Astrothelium flavomaculatum

Scientific classification
- Kingdom: Fungi
- Division: Ascomycota
- Class: Dothideomycetes
- Order: Trypetheliales
- Family: Trypetheliaceae
- Genus: Astrothelium
- Species: A. flavomaculatum
- Binomial name: Astrothelium flavomaculatum Aptroot (2016)
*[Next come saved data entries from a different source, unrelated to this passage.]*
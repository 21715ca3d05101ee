//! `ExecutionEngine`: converts an oracle price into the contract outcome
//! and final payout.

use std::sync::Arc;

use crate::contract::{Contract, FinalPayout, Side};
use crate::error::{Error, Result};
use crate::params::{ContractId, ContractTerms, Price};
use crate::state::{ContractStatus, TransactionStatus};
use crate::store::ContractStore;
use crate::store_trait::{ContractPersistence, NoopStore};

/// Outcome of settling a set of terms against one price.
#[derive(Debug, Clone, Copy, PartialEq, Eq)]
pub struct Settlement {
    pub winner: Side,
    pub payout: FinalPayout,
    pub price_diff: Price,
}

/// Participant 1 wins when the price lands within the inclusive threshold
/// band around the target, participant 2 otherwise. The winner receives
/// `outcome1_payout` and the loser `outcome2_payout`.
pub fn resolve_outcome(terms: &ContractTerms, observed: Price) -> Settlement {
    let price_diff = observed.abs_diff(terms.target_price);
    let winner = if price_diff <= terms.price_threshold {
        Side::Participant1
    } else {
        Side::Participant2
    };
    let payout = match winner {
        Side::Participant1 => FinalPayout {
            participant1_amount: terms.outcome1_payout,
            participant2_amount: terms.outcome2_payout,
        },
        Side::Participant2 => FinalPayout {
            participant1_amount: terms.outcome2_payout,
            participant2_amount: terms.outcome1_payout,
        },
    };
    Settlement {
        winner,
        payout,
        price_diff,
    }
}

pub struct ExecutionEngine<S: ContractPersistence = NoopStore> {
    store: Arc<ContractStore<S>>,
}

impl<S: ContractPersistence> ExecutionEngine<S> {
    pub fn new(store: Arc<ContractStore<S>>) -> Self {
        Self { store }
    }

    /// Settle an active, confirmed, unexpired contract at `observed`.
    pub fn execute(&self, id: &ContractId, observed: Price) -> Result<Contract> {
        self.settle(id, Some(observed))
    }

    /// Settle at the contract's current observed price, read under the same
    /// lock that commits the settlement.
    pub fn execute_at_current_price(&self, id: &ContractId) -> Result<Contract> {
        self.settle(id, None)
    }

    fn settle(&self, id: &ContractId, observed: Option<Price>) -> Result<Contract> {
        let now = self.store.now();
        self.store.update(id, |contract| {
            if contract.status == ContractStatus::Executed {
                return Err(Error::AlreadyExecuted);
            }
            let confirmed = contract
                .transaction
                .as_ref()
                .is_some_and(|tx| tx.status == TransactionStatus::Confirmed);
            if contract.effective_status(now) != ContractStatus::Active || !confirmed {
                return Err(Error::NotExecutable);
            }

            let observed = observed.unwrap_or(contract.current_price);
            let settlement = resolve_outcome(&contract.terms, observed);
            contract.transition(ContractStatus::Executed)?;
            contract.current_price = observed;
            contract.executed_at = Some(now);
            contract.winner = Some(settlement.winner);
            contract.final_payout = Some(settlement.payout);
            log::info!(
                "contract {}: executed at {observed} (diff {}), winner {:?}",
                contract.id,
                settlement.price_diff,
                settlement.winner
            );
            Ok(contract.clone())
        })
    }
}
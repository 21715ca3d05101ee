mod conversions;
mod error;
mod models;
mod schema;
mod store;

pub use error::StoreError;
pub use store::{ContractFilter, DlcStore, MIGRATIONS};

pub type Result<T> = std::result::Result<T, StoreError>;
// Copyright 2026 the Layermix Authors
// SPDX-License-Identifier: Apache-2.0 OR MIT

use core::fmt;

use layermix_core::gpu::{Backend, Color, GpuError, SwapChain, TextureInfo};

use crate::StartupError;
use crate::backend::{WgpuBackend, WgpuContext, WgpuTexture, texture_format};

const fn present_mode(vsync: bool) -> wgpu::PresentMode {
    if vsync {
        wgpu::PresentMode::AutoVsync
    } else {
        wgpu::PresentMode::AutoNoVsync
    }
}

/// A [`SwapChain`] over a window surface.
///
/// Vsync follows the `vsync` flag of each present; a change takes effect
/// from the next frame.
pub struct SurfaceSwapChain {
    surface: wgpu::Surface<'static>,
    config: wgpu::SurfaceConfiguration,
}

impl SurfaceSwapChain {
    /// Configures `surface` for `backend`'s target format.
    ///
    /// Fails if the surface cannot present that format on `adapter`.
    pub fn new(
        backend: &WgpuBackend,
        adapter: &wgpu::Adapter,
        surface: wgpu::Surface<'static>,
        width: u32,
        height: u32,
    ) -> Result<Self, StartupError> {
        let format = texture_format(backend.target());
        let caps = surface.get_capabilities(adapter);
        if !caps.formats.contains(&format) {
            return Err(StartupError::UnsupportedSurfaceFormat(format));
        }
        let config = wgpu::SurfaceConfiguration {
            usage: wgpu::TextureUsages::RENDER_ATTACHMENT,
            format,
            width: width.max(1),
            height: height.max(1),
            present_mode: present_mode(true),
            desired_maximum_frame_latency: 2,
            alpha_mode: caps
                .alpha_modes
                .first()
                .copied()
                .unwrap_or(wgpu::CompositeAlphaMode::Auto),
            view_formats: vec![],
        };
        surface.configure(backend.device(), &config);
        tracing::info!(width = config.width, height = config.height, ?format, "surface configured");
        Ok(Self { surface, config })
    }

    /// The surface.
    pub fn surface(&self) -> &wgpu::Surface<'static> {
        &self.surface
    }

    fn acquire(&self, backend: &WgpuBackend) -> Result<wgpu::SurfaceTexture, GpuError> {
        match self.surface.get_current_texture() {
            Ok(frame) => Ok(frame),
            Err(wgpu::SurfaceError::Lost | wgpu::SurfaceError::Outdated) => {
                tracing::debug!("surface outdated; reconfiguring");
                self.surface.configure(backend.device(), &self.config);
                self.surface
                    .get_current_texture()
                    .map_err(|err| GpuError::Surface(err.to_string()))
            }
            Err(wgpu::SurfaceError::OutOfMemory) => {
                Err(GpuError::DeviceLost("out of memory acquiring a frame".into()))
            }
            Err(err) => Err(GpuError::Surface(err.to_string())),
        }
    }
}

impl fmt::Debug for SurfaceSwapChain {
    fn fmt(&self, f: &mut fmt::Formatter<'_>) -> fmt::Result {
        f.debug_struct("SurfaceSwapChain")
            .field("width", &self.config.width)
            .field("height", &self.config.height)
            .field("present_mode", &self.config.present_mode)
            .finish_non_exhaustive()
    }
}

impl SwapChain<WgpuBackend> for SurfaceSwapChain {
    fn width(&self) -> u32 {
        self.config.width
    }

    fn height(&self) -> u32 {
        self.config.height
    }

    fn resize(&mut self, backend: &WgpuBackend, width: u32, height: u32) -> Result<(), GpuError> {
        if width == 0 || height == 0 {
            tracing::debug!(width, height, "ignoring empty surface size");
            return Ok(());
        }
        if (width, height) == (self.config.width, self.config.height) {
            return Ok(());
        }
        self.config.width = width;
        self.config.height = height;
        self.surface.configure(backend.device(), &self.config);
        tracing::debug!(width, height, "surface resized");
        Ok(())
    }

    fn begin_frame(&mut self, backend: &WgpuBackend, clear: Color) -> Result<WgpuContext, GpuError> {
        let frame = self.acquire(backend)?;
        let view = frame
            .texture
            .create_view(&wgpu::TextureViewDescriptor::default());
        Ok(WgpuContext::begin(
            backend.device(),
            &view,
            clear,
            (self.config.width, self.config.height),
            Some(frame),
        ))
    }

    fn present(&mut self, backend: &WgpuBackend, ctx: WgpuContext, vsync: bool) -> Result<(), GpuError> {
        let (commands, frame) = ctx.finish();
        backend.queue().submit(Some(commands));
        if let Some(frame) = frame {
            frame.present();
        }
        let mode = present_mode(vsync);
        if mode != self.config.present_mode {
            self.config.present_mode = mode;
            self.surface.configure(backend.device(), &self.config);
            tracing::debug!(vsync, "present mode changed");
        }
        Ok(())
    }
}

/// A [`SwapChain`] rendering into a texture, for hosts that publish or
/// read back the composed frame instead of showing it.
pub struct OffscreenSwapChain {
    target: WgpuTexture,
    presented: u64,
}

impl OffscreenSwapChain {
    /// Creates a `width` × `height` target in `backend`'s target format.
    pub fn new(backend: &WgpuBackend, width: u32, height: u32) -> Result<Self, GpuError> {
        Ok(Self {
            target: backend.create_texture(width, height, backend.target(), None)?,
            presented: 0,
        })
    }

    /// The texture frames are composed into.
    pub fn target(&self) -> &WgpuTexture {
        &self.target
    }

    /// Frames presented.
    pub fn presented(&self) -> u64 {
        self.presented
    }
}

impl fmt::Debug for OffscreenSwapChain {
    fn fmt(&self, f: &mut fmt::Formatter<'_>) -> fmt::Result {
        f.debug_struct("OffscreenSwapChain")
            .field("target", &self.target)
            .field("presented", &self.presented)
            .finish()
    }
}

impl SwapChain<WgpuBackend> for OffscreenSwapChain {
    fn width(&self) -> u32 {
        self.target.width()
    }

    fn height(&self) -> u32 {
        self.target.height()
    }

    fn resize(&mut self, backend: &WgpuBackend, width: u32, height: u32) -> Result<(), GpuError> {
        if (width, height) == (self.width(), self.height()) {
            return Ok(());
        }
        self.target = backend.create_texture(width, height, backend.target(), None)?;
        tracing::debug!(width, height, "offscreen target resized");
        Ok(())
    }

    fn begin_frame(&mut self, backend: &WgpuBackend, clear: Color) -> Result<WgpuContext, GpuError> {
        Ok(WgpuContext::begin(
            backend.device(),
            self.target.view(),
            clear,
            (self.width(), self.height()),
            None,
        ))
    }

    fn present(&mut self, backend: &WgpuBackend, ctx: WgpuContext, _vsync: bool) -> Result<(), GpuError> {
        let (commands, _) = ctx.finish();
        backend.queue().submit(Some(commands));
        self.presented += 1;
        Ok(())
    }
}
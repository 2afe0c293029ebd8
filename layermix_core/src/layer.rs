// Copyright 2026 the Layermix Authors
// SPDX-License-Identifier: Apache-2.0 OR MIT

//! Compositing layers.
//!
//! A [`Layer`] is a positioned quad that draws one texture. Layers are
//! shared as [`LayerRef`]s between a [`Composition`] and whoever created
//! them; identity is pointer identity.
//!
//! Every variant embeds a [`LayerCore`], which holds the state all layers
//! share (bounds, flags, the back-reference to the owning composition, and
//! the lazily built quad and effect). The trait's provided methods delegate
//! to it, so a variant only implements what differs:
//!
//! - [`ImageLayer`]: a static texture.
//! - [`SourceLayer`]: frames from an asynchronous [`FrameSource`] through a
//!   [`FrameBuffer`](crate::frame_buffer::FrameBuffer).
//! - [`PopupLayer`]: a transient widget positioned in composition pixels.

mod image;
mod popup;
mod source;

pub use image::ImageLayer;
pub use popup::PopupLayer;
pub use source::{FrameSource, SourceLayer};

use core::fmt;
use std::sync::Arc;

use parking_lot::Mutex;

use crate::composition::{Composition, CompositionRef};
use crate::geometry::Rect;
use crate::gpu::Backend;
use crate::time::Duration;

/// A shared, dynamically typed layer.
pub type LayerRef<B> = Arc<dyn Layer<B>>;

/// Mouse buttons forwarded to input-capable layers.
#[derive(Clone, Copy, Debug, PartialEq, Eq, Hash)]
pub enum MouseButton {
    /// Primary button.
    Left,
    /// Wheel button.
    Middle,
    /// Secondary button.
    Right,
}

/// A compositing unit.
///
/// All methods take `&self`: layers are shared between the thread that
/// owns the composition and the render thread, and keep their mutable state
/// behind locks in [`LayerCore`].
pub trait Layer<B: Backend>: Send + Sync {
    /// The shared state.
    fn core(&self) -> &LayerCore<B>;

    /// Draws the layer's current texture at its bounds. Drawing nothing is
    /// not an error.
    fn render(&self, ctx: &mut B::Context);

    /// Advances time-dependent state. `time` is measured from the start of
    /// the render loop.
    fn tick(&self, time: Duration) {
        let _ = time;
    }

    /// Normalized bounds.
    fn bounds(&self) -> Rect {
        self.core().bounds()
    }

    /// Sets normalized bounds. Geometry is rebuilt on the next render.
    fn move_to(&self, bounds: Rect) {
        self.core().move_to(bounds);
    }

    /// Records the owning composition.
    fn attach(&self, composition: CompositionRef<B>) {
        self.core().attach(composition);
    }

    /// The owning composition, if attached and still alive.
    fn composition(&self) -> Option<Arc<Composition<B>>> {
        self.core().composition()
    }

    /// Whether hit-testing may route input here.
    fn want_input(&self) -> bool {
        self.core().want_input()
    }

    /// Whether texture rows are drawn bottom-up.
    fn flip(&self) -> bool {
        self.core().flip()
    }

    /// A button press or release at `(x, y)`, relative to the layer's
    /// top-left corner in pixels.
    fn mouse_click(&self, button: MouseButton, up: bool, x: i32, y: i32) {
        let _ = (button, up, x, y);
    }

    /// Pointer motion at `(x, y)`, relative to the layer's top-left corner.
    /// `leave` is set when the pointer left the layer.
    fn mouse_move(&self, leave: bool, x: i32, y: i32) {
        let _ = (leave, x, y);
    }

    /// Reloads the layer's content from its producer.
    fn refresh(&self) {}
}

struct Placement<B: Backend> {
    bounds: Rect,
    version: u64,
    geometry: Option<(u64, Arc<B::Geometry>)>,
}

/// State shared by every layer variant.
pub struct LayerCore<B: Backend> {
    backend: Arc<B>,
    want_input: bool,
    flip: bool,
    placement: Mutex<Placement<B>>,
    effect: Mutex<Option<Arc<B::Effect>>>,
    composition: Mutex<Option<CompositionRef<B>>>,
}

impl<B: Backend> LayerCore<B> {
    /// Creates core state with empty bounds.
    pub fn new(backend: Arc<B>, want_input: bool, flip: bool) -> Self {
        Self {
            backend,
            want_input,
            flip,
            placement: Mutex::new(Placement {
                bounds: Rect::ZERO,
                version: 0,
                geometry: None,
            }),
            effect: Mutex::new(None),
            composition: Mutex::new(None),
        }
    }

    /// The backend this layer draws through.
    pub fn backend(&self) -> &Arc<B> {
        &self.backend
    }

    /// Normalized bounds.
    pub fn bounds(&self) -> Rect {
        self.placement.lock().bounds
    }

    /// Sets bounds and invalidates the cached quad.
    pub fn move_to(&self, bounds: Rect) {
        let stale = {
            let mut placement = self.placement.lock();
            placement.bounds = bounds;
            placement.version += 1;
            placement.geometry.take()
        };
        drop(stale);
    }

    /// Whether hit-testing may route input here.
    pub fn want_input(&self) -> bool {
        self.want_input
    }

    /// Whether texture rows are drawn bottom-up.
    pub fn flip(&self) -> bool {
        self.flip
    }

    /// Records the owning composition.
    pub fn attach(&self, composition: CompositionRef<B>) {
        *self.composition.lock() = Some(composition);
    }

    /// The owning composition, if attached and still alive.
    pub fn composition(&self) -> Option<Arc<Composition<B>>> {
        self.composition.lock().as_ref()?.upgrade()
    }

    /// Draws `texture` as a quad at the current bounds.
    ///
    /// Builds the quad on first use after a move, and the effect once. A
    /// quad built for bounds that moved again meanwhile is used for this
    /// draw but not cached. `None` draws nothing.
    pub fn render_texture(&self, ctx: &mut B::Context, texture: Option<&B::Texture>) {
        let Some(texture) = texture else {
            return;
        };
        let Some(geometry) = self.geometry() else {
            return;
        };
        let Some(effect) = self.effect() else {
            return;
        };
        if let Err(err) = self.backend.draw(ctx, &geometry, &effect, texture) {
            tracing::warn!(%err, "layer draw failed");
        }
    }

    fn geometry(&self) -> Option<Arc<B::Geometry>> {
        let (bounds, version) = {
            let placement = self.placement.lock();
            match &placement.geometry {
                Some((built, geometry)) if *built == placement.version => {
                    return Some(Arc::clone(geometry));
                }
                _ => (placement.bounds, placement.version),
            }
        };

        let geometry = match self.backend.create_quad(bounds, self.flip) {
            Ok(geometry) => Arc::new(geometry),
            Err(err) => {
                tracing::warn!(%err, "cannot build layer quad");
                return None;
            }
        };

        let mut placement = self.placement.lock();
        if placement.version == version {
            placement.geometry = Some((version, Arc::clone(&geometry)));
        }
        Some(geometry)
    }

    fn effect(&self) -> Option<Arc<B::Effect>> {
        if let Some(effect) = self.effect.lock().as_ref() {
            return Some(Arc::clone(effect));
        }
        let effect = match self.backend.create_default_effect() {
            Ok(effect) => Arc::new(effect),
            Err(err) => {
                tracing::warn!(%err, "cannot build layer effect");
                return None;
            }
        };
        Some(Arc::clone(self.effect.lock().get_or_insert(effect)))
    }
}

impl<B: Backend> fmt::Debug for LayerCore<B> {
    fn fmt(&self, f: &mut fmt::Formatter<'_>) -> fmt::Result {
        f.debug_struct("LayerCore")
            .field("bounds", &self.bounds())
            .field("want_input", &self.want_input)
            .field("flip", &self.flip)
            .finish_non_exhaustive()
    }
}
= Astrothelium flavomaculatum =

- Authority: Aptroot (2016)

Species of lichen

Astrothelium flavomaculatum is a species of corticolous (bark-dwelling), crustose lichen in the family Trypetheliaceae. Found in Guyana, Venezuela, and Ecuador, it was formally described as a new species in 2016 by Dutch lichenologist André Aptroot. The type specimen was collected by the author from the Cordillera del Cóndor (Morona-Santiago Province, Ecuador) at an altitude of 1200 m. The lichen has a shiny, smooth to somewhat bullate (convex and swollen) thallus that covers an area of up to 4 cm in diameter. It is green with a thin orange pruina. Its ascospores are hyaline, ellipsoid in shape, and muriform (i.e. divided into internal chambers by transverse and longitudinal septa), with dimensions of 50–75 by 12–25 μm. It is somewhat similar in appearance to Astrothelium graphicum , but that species has somewhat smaller ascospores with lengths up to 66 μm.